After a brief hiatus because of my visit to NYC for my
brother’s wedding, I’m back with another beautiful art lesson to show off. This
week students continued to focus on color, refreshing their memories about the
primary colors, secondary colors, and the monochromatic color scheme and adding
in a new element that artists use to create dramatic compositions: the warm and
cool color groups. Students used the knowledge they have gained about
composition, line, and positive and negative space to play with the warm and
cool color groups and reinforce their gaining sense of how colors work
together.
Check out the wonderful products of their experimentation!:
 |
Beginning with line |
First, we drew all sorts of lines all over the
page in all different directions.
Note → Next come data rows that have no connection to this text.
//! Image import - decode dimensions, scale down, place as an image shape.

use crate::constants::IMAGE_NODE_NAME;
use crate::error::CanvasResult;
use crate::session::CanvasSession;
use crate::surface::RenderSurface;
use crate::types::{Shape, ShapeData, ShapeId};
use base64::{engine::general_purpose::STANDARD, Engine as _};
use image::ImageReader;
use std::io::Cursor;
use tracing::info;

/// Scale `(width, height)` so the longer side is at most `max_dimension`.
///
/// Images that already fit keep their natural size.
pub fn fit_within(width: u32, height: u32, max_dimension: f32) -> (f32, f32) {
    let (w, h) = (width as f32, height as f32);
    if w <= max_dimension && h <= max_dimension {
        return (w, h);
    }

    let aspect_ratio = w / h;
    if w >= h {
        (max_dimension, max_dimension / aspect_ratio)
    } else {
        (max_dimension * aspect_ratio, max_dimension)
    }
}

impl<S: RenderSurface> CanvasSession<S> {
    /// Add an image from encoded bytes (PNG, JPEG, ...).
    ///
    /// The image is stored as a base64 data URL, bound like any other shape
    /// and placed without changing the selection.
    pub fn import_image(&mut self, bytes: &[u8]) -> CanvasResult<ShapeId> {
        let reader = ImageReader::new(Cursor::new(bytes)).with_guessed_format()?;
        let mime = reader
            .format()
            .map(|format| format.to_mime_type())
            .unwrap_or("application/octet-stream");
        let (natural_w, natural_h) = reader.into_dimensions()?;

        let (width, height) = fit_within(natural_w, natural_h, self.config.image_max_size);
        let (x, y) = self.config.image_origin;
        let src = format!("data:{};base64,{}", mime, STANDARD.encode(bytes));

        let shape = Shape::new(
            ShapeData::Image { x, y, width, height, src },
            self.current_style.clone(),
        )
        .named(IMAGE_NODE_NAME);

        info!(
            "Imported {}x{} image as {}x{}",
            natural_w, natural_h, width, height
        );
        Ok(self.add_shape(shape))
    }
}
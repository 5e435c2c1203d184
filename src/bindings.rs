//! Event binding manager.
//!
//! Every interactive shape carries a [`Binding`] that encodes three behaviors:
//! select-on-interact, the drag-enable policy, and lifecycle notifications
//! (drag end, transform end, style change). Bindings share the manager's
//! listener list, so a listener attached after a shape was bound still hears
//! about it.
//!
//! ## Rebinding
//!
//! Clones and imported shapes arrive unbound. [`BindingManager::rebind_tree`]
//! walks a shape depth-first: group members are bound but never independently
//! draggable, and nodes matched by the exclude predicate (eraser strokes) are
//! left unbound, fixed in place, and not descended into.

use crate::geometry::Rect;
use crate::input::Modifiers;
use crate::selection::SelectionSet;
use crate::types::{Shape, ShapeId};
use parking_lot::{Mutex, RwLock};
use std::fmt;
use std::sync::Arc;
use tracing::{debug, info};

/// Lifecycle notification raised by a bound shape.
#[derive(Clone, Debug, PartialEq)]
pub enum ShapeEvent {
    DragEnd { id: ShapeId, bounds: Rect },
    TransformEnd { id: ShapeId, bounds: Rect },
    StyleChange { id: ShapeId, attribute: &'static str },
}

impl ShapeEvent {
    pub fn shape_id(&self) -> ShapeId {
        match self {
            ShapeEvent::DragEnd { id, .. }
            | ShapeEvent::TransformEnd { id, .. }
            | ShapeEvent::StyleChange { id, .. } => *id,
        }
    }
}

/// Receives lifecycle notifications from every bound shape.
pub trait LifecycleListener: Send + Sync {
    fn on_drag_end(&self, _id: ShapeId, _bounds: Rect) {}

    fn on_transform_end(&self, _id: ShapeId, _bounds: Rect) {}

    fn on_style_change(&self, _id: ShapeId, _attribute: &'static str) {}
}

/// Default listener, writes every notification to the log
pub struct LoggingListener;

impl LifecycleListener for LoggingListener {
    fn on_drag_end(&self, id: ShapeId, bounds: Rect) {
        info!("Shape {} dragged to ({}, {})", id, bounds.x, bounds.y);
    }

    fn on_transform_end(&self, id: ShapeId, bounds: Rect) {
        info!(
            "Shape {} transformed to {}x{} at ({}, {})",
            id, bounds.width, bounds.height, bounds.x, bounds.y
        );
    }

    fn on_style_change(&self, id: ShapeId, attribute: &'static str) {
        info!("Shape {} style changed: {}", id, attribute);
    }
}

/// Buffers notifications until drained, e.g. by a sync or persistence task.
#[derive(Default)]
pub struct SyncQueue {
    events: Mutex<Vec<ShapeEvent>>,
}

impl SyncQueue {
    pub fn new() -> Self {
        Self::default()
    }

    pub fn drain(&self) -> Vec<ShapeEvent> {
        std::mem::take(&mut *self.events.lock())
    }

    pub fn len(&self) -> usize {
        self.events.lock().len()
    }

    pub fn is_empty(&self) -> bool {
        self.events.lock().is_empty()
    }
}

impl LifecycleListener for SyncQueue {
    fn on_drag_end(&self, id: ShapeId, bounds: Rect) {
        self.events.lock().push(ShapeEvent::DragEnd { id, bounds });
    }

    fn on_transform_end(&self, id: ShapeId, bounds: Rect) {
        self.events.lock().push(ShapeEvent::TransformEnd { id, bounds });
    }

    fn on_style_change(&self, id: ShapeId, attribute: &'static str) {
        self.events.lock().push(ShapeEvent::StyleChange { id, attribute });
    }
}

type ListenerList = Arc<RwLock<Vec<Arc<dyn LifecycleListener>>>>;

/// Binding record attached to one shape.
#[derive(Clone)]
pub struct Binding {
    shape_id: ShapeId,
    /// Group members follow their group when dragged
    nested: bool,
    listeners: ListenerList,
}

impl fmt::Debug for Binding {
    fn fmt(&self, f: &mut fmt::Formatter<'_>) -> fmt::Result {
        f.debug_struct("Binding")
            .field("shape_id", &self.shape_id)
            .field("nested", &self.nested)
            .field("listeners", &self.listeners.read().len())
            .finish()
    }
}

impl Binding {
    pub fn shape_id(&self) -> ShapeId {
        self.shape_id
    }

    pub fn is_nested(&self) -> bool {
        self.nested
    }

    /// Select-on-interact. Returns true if the selection changed.
    ///
    /// Ctrl/meta toggles membership. A plain click selects the shape alone, or
    /// clears the selection when the shape already is the sole member.
    pub fn click(
        &self,
        selection: &mut SelectionSet,
        modifiers: Modifiers,
        drawing_mode: bool,
    ) -> bool {
        if drawing_mode || self.nested {
            return false;
        }

        let id = self.shape_id;
        if modifiers.is_toggle() {
            let added = selection.toggle(id);
            debug!("Toggled {} ({})", id, if added { "added" } else { "removed" });
        } else if selection.is_sole(id) {
            selection.clear();
            debug!("Deselected {}", id);
        } else {
            selection.select_only(id);
            debug!("Selected {}", id);
        }
        true
    }

    /// Drag-enable policy
    pub fn drag_enabled(&self, drawing_mode: bool) -> bool {
        !drawing_mode && !self.nested
    }

    pub fn drag_end(&self, bounds: Rect) {
        for listener in self.listeners.read().iter() {
            listener.on_drag_end(self.shape_id, bounds);
        }
    }

    pub fn transform_end(&self, bounds: Rect) {
        for listener in self.listeners.read().iter() {
            listener.on_transform_end(self.shape_id, bounds);
        }
    }

    pub fn style_change(&self, attribute: &'static str) {
        for listener in self.listeners.read().iter() {
            listener.on_style_change(self.shape_id, attribute);
        }
    }
}

/// Attaches bindings to shapes and owns the shared listener list.
pub struct BindingManager {
    listeners: ListenerList,
}

impl Default for BindingManager {
    fn default() -> Self {
        Self::new()
    }
}

impl BindingManager {
    /// Manager with the logging listener registered
    pub fn new() -> Self {
        let listeners: Vec<Arc<dyn LifecycleListener>> = vec![Arc::new(LoggingListener)];
        Self {
            listeners: Arc::new(RwLock::new(listeners)),
        }
    }

    pub fn add_listener(&self, listener: Arc<dyn LifecycleListener>) {
        self.listeners.write().push(listener);
    }

    pub fn listener_count(&self) -> usize {
        self.listeners.read().len()
    }

    /// Bind a top-level shape. Binding an already bound shape is a no-op.
    ///
    /// Returns true if a new binding was attached.
    pub fn bind(&self, shape: &mut Shape, drawing_mode: bool) -> bool {
        self.attach(shape, false, drawing_mode)
    }

    pub fn unbind(&self, shape: &mut Shape) {
        shape.detach_binding();
        shape.set_draggable(false);
    }

    /// Replace bindings on `shape` and every group member, depth-first.
    pub fn rebind_tree<F>(&self, shape: &mut Shape, exclude: &F, drawing_mode: bool)
    where
        F: Fn(&Shape) -> bool,
    {
        self.rebind_node(shape, exclude, false, drawing_mode);
    }

    fn rebind_node<F>(&self, shape: &mut Shape, exclude: &F, nested: bool, drawing_mode: bool)
    where
        F: Fn(&Shape) -> bool,
    {
        self.unbind(shape);
        if exclude(shape) {
            debug!("Skipping binding for utility node {}", shape.id());
            return;
        }

        self.attach(shape, nested, drawing_mode);
        if let Some(children) = shape.children_mut() {
            for child in children.iter_mut() {
                self.rebind_node(child, exclude, true, drawing_mode);
            }
        }
    }

    fn attach(&self, shape: &mut Shape, nested: bool, drawing_mode: bool) -> bool {
        if shape.binding().is_some_and(|b| b.shape_id() == shape.id()) {
            return false;
        }

        let binding = Binding {
            shape_id: shape.id(),
            nested,
            listeners: Arc::clone(&self.listeners),
        };
        shape.set_draggable(binding.drag_enabled(drawing_mode));
        shape.attach_binding(binding);
        true
    }

    /// Re-evaluate the drag-enable policy on a shape tree.
    pub fn apply_drag_policy(&self, shape: &mut Shape, drawing_mode: bool) {
        let draggable = shape
            .binding()
            .is_some_and(|b| b.drag_enabled(drawing_mode));
        shape.set_draggable(draggable);
        if let Some(children) = shape.children_mut() {
            for child in children.iter_mut() {
                self.apply_drag_policy(child, drawing_mode);
            }
        }
    }
}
Next, we chose an object to represent and drew it big in the center of the paper.
 |
Grouping our colors |
 |
Finished with the cools, now onto the warms! |
 |
Experimenting with color groups with the aid of the color wheel |
Then, we sorted our colors into two groups, remembering that warm colors
remind us of fire (reds, oranges, yellows and everything in between) and the
cool colors remind us of the sea (blues, greens, and purples).
Students remembered that there isn’t just one
hue of each color and were able to group pink into an interesting category that
skates along the border of warm and cool and settled on grouping it with the
cool colors, and firmly placed aquamarine in with the cools as well. There was
some debate about peach until one student proved that it is a monochrome of
orange mixed with white. I was so impressed by the high level of art talk
floating around the room by these now seasoned artists!
We had a ball creating our compositions and realizing the power of
grouping colors into warm and cool. Just look at how our artwork popped
because of it!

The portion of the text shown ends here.